A mishandled 2015 data breach continues to hound TalkTalk after it
emerged that the UK telco failed to notify nearly 5000 customers that
had been affected.

After being contacted by viewers who suspected their details had been
stolen via the telco, consumer rights program Watchdog Live
investigated.

It subsequently found their full names, addresses, email addresses,
dates of birth, TalkTalk customer numbers, mobile numbers and bank
details available via a simple Google search.

“A recent investigation has shown that 4545 customers may have
received the wrong notification regarding this incident. This was a
genuine error and we have since written to all those impacted to
apologize — 99.9% of customers received the correct notification in
2015,” the firm told the BBC in a statement.

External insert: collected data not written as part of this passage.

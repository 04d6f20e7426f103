use std::collections::BTreeMap;
use std::fmt;
use std::marker::PhantomData;

use schemars::JsonSchema;
use schemars::r#gen::SchemaGenerator;
use schemars::schema::Schema;
use serde::de::{MapAccess, Visitor};
use serde::ser::SerializeMap;
use serde::{Deserialize, Deserializer, Serialize, Serializer};

/// String-keyed map that keeps entries in document order.
///
/// Catalog order is significant: category ids and variation names follow it.
#[derive(Debug, Clone, PartialEq, Eq)]
pub struct OrderedMap<V> {
    entries: Vec<(String, V)>,
}

impl<V> OrderedMap<V> {
    pub fn new() -> Self {
        Self {
            entries: Vec::new(),
        }
    }

    /// Insert or replace a key; a replaced key keeps its original position.
    pub fn insert(&mut self, key: impl Into<String>, value: V) {
        let key = key.into();
        if let Some(slot) = self.entries.iter_mut().find(|(k, _)| *k == key) {
            slot.1 = value;
        } else {
            self.entries.push((key, value));
        }
    }

    pub fn get(&self, key: &str) -> Option<&V> {
        self.entries
            .iter()
            .find(|(k, _)| k == key)
            .map(|(_, value)| value)
    }

    pub fn iter(&self) -> impl Iterator<Item = (&str, &V)> {
        self.entries.iter().map(|(key, value)| (key.as_str(), value))
    }

    pub fn keys(&self) -> impl Iterator<Item = &str> {
        self.entries.iter().map(|(key, _)| key.as_str())
    }

    pub fn values(&self) -> impl Iterator<Item = &V> {
        self.entries.iter().map(|(_, value)| value)
    }

    pub fn len(&self) -> usize {
        self.entries.len()
    }

    pub fn is_empty(&self) -> bool {
        self.entries.is_empty()
    }
}

impl<V> Default for OrderedMap<V> {
    fn default() -> Self {
        Self::new()
    }
}

impl<K: Into<String>, V> FromIterator<(K, V)> for OrderedMap<V> {
    fn from_iter<I: IntoIterator<Item = (K, V)>>(iter: I) -> Self {
        let mut map = OrderedMap::new();
        for (key, value) in iter {
            map.insert(key, value);
        }
        map
    }
}

impl<V: Serialize> Serialize for OrderedMap<V> {
    fn serialize<S: Serializer>(&self, serializer: S) -> Result<S::Ok, S::Error> {
        let mut map = serializer.serialize_map(Some(self.entries.len()))?;
        for (key, value) in &self.entries {
            map.serialize_entry(key, value)?;
        }
        map.end()
    }
}

impl<'de, V: Deserialize<'de>> Deserialize<'de> for OrderedMap<V> {
    fn deserialize<D: Deserializer<'de>>(deserializer: D) -> Result<Self, D::Error> {
        struct OrderedMapVisitor<V>(PhantomData<V>);

        impl<'de, V: Deserialize<'de>> Visitor<'de> for OrderedMapVisitor<V> {
            type Value = OrderedMap<V>;

            fn expecting(&self, f: &mut fmt::Formatter<'_>) -> fmt::Result {
                f.write_str("a map with string keys")
            }

            fn visit_map<A: MapAccess<'de>>(self, mut access: A) -> Result<Self::Value, A::Error> {
                let mut map = OrderedMap::new();
                while let Some((key, value)) = access.next_entry::<String, V>()? {
                    map.insert(key, value);
                }
                Ok(map)
            }
        }

        deserializer.deserialize_map(OrderedMapVisitor(PhantomData))
    }
}

impl<V: JsonSchema> JsonSchema for OrderedMap<V> {
    fn schema_name() -> String {
        format!("OrderedMap_of_{}", V::schema_name())
    }

    fn json_schema(generator: &mut SchemaGenerator) -> Schema {
        <BTreeMap<String, V>>::json_schema(generator)
    }
}

/// Attribute name to candidate values, in declaration order.
pub type Variations = OrderedMap<Vec<String>>;

/// Leaf of the catalog tree.
#[derive(Debug, Clone, Default, PartialEq, Eq, Serialize, Deserialize, JsonSchema)]
pub struct Subcategory {
    #[serde(default)]
    pub base_products: Vec<String>,
    #[serde(default)]
    pub variations: Variations,
}

/// Subcategories of one category.
pub type Category = OrderedMap<Subcategory>;

/// Read-only `category -> subcategory -> {base_products, variations}` tree.
#[derive(Debug, Clone, Default, PartialEq, Eq, Serialize, Deserialize, JsonSchema)]
#[serde(transparent)]
pub struct CatalogDefinition {
    pub categories: OrderedMap<Category>,
}

impl CatalogDefinition {
    /// 1-based id of a category, by catalog position.
    pub fn category_id(&self, category: &str) -> Option<i64> {
        self.categories
            .keys()
            .position(|name| name == category)
            .map(|idx| idx as i64 + 1)
    }

    pub fn category_count(&self) -> usize {
        self.categories.len()
    }

    pub fn category_names(&self) -> impl Iterator<Item = &str> {
        self.categories.keys()
    }
}

#[cfg(test)]
mod tests {
    use super::*;

    #[test]
    fn preserves_document_order() {
        let json = r#"{
            "Zeta": {"z": {"base_products": ["A"], "variations": {"cor": ["x"], "ano": ["1"]}}},
            "Alfa": {"a": {"base_products": ["B"]}}
        }"#;
        let catalog: CatalogDefinition = serde_json::from_str(json).expect("parse catalog");

        let names: Vec<&str> = catalog.category_names().collect();
        assert_eq!(names, vec!["Zeta", "Alfa"]);
        assert_eq!(catalog.category_id("Zeta"), Some(1));
        assert_eq!(catalog.category_id("Alfa"), Some(2));
        assert_eq!(catalog.category_id("Beta"), None);

        let zeta = catalog.categories.get("Zeta").expect("zeta");
        let attrs: Vec<&str> = zeta
            .get("z")
            .expect("subcategory")
            .variations
            .keys()
            .collect();
        assert_eq!(attrs, vec!["cor", "ano"]);
    }

    #[test]
    fn round_trips_in_order() {
        let catalog: CatalogDefinition =
            serde_json::from_str(r#"{"B": {}, "A": {}}"#).expect("parse catalog");
        let encoded = serde_json::to_string(&catalog).expect("encode");
        assert_eq!(encoded, r#"{"B":{},"A":{}}"#);
    }
}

“On their own, none of the details accessed in the 2015 incident could
lead to any direct financial loss.”

The latter may be technically true, but it gaslights the issue
somewhat, as fraudsters are more than capable of using such details to
impersonate their victims in order to elicit more information which
could be monetized.

Affected customers told the show they have been the victim of frequent
scam calls, while some have suffered attempted identity fraud which
has impacted their credit rating.

The original incident involved the compromise of 157,000 customers,
including bank account numbers and sort codes for over 15,000 of them.

It led to a £400,000 fine from regulator the ICO after it was found
that attackers had exploited a simple SQL injection flaw in web pages
that TalkTalk didn’t even know existed.

The firm was also widely criticized for its incident response, sending
out confusing messages via a CEO not in possession of all the facts.

TalkTalk’s profits halved following the incident, with the firm paying
£42m to cover incident response, external consulting and increasing
call volumes as a result of a breach.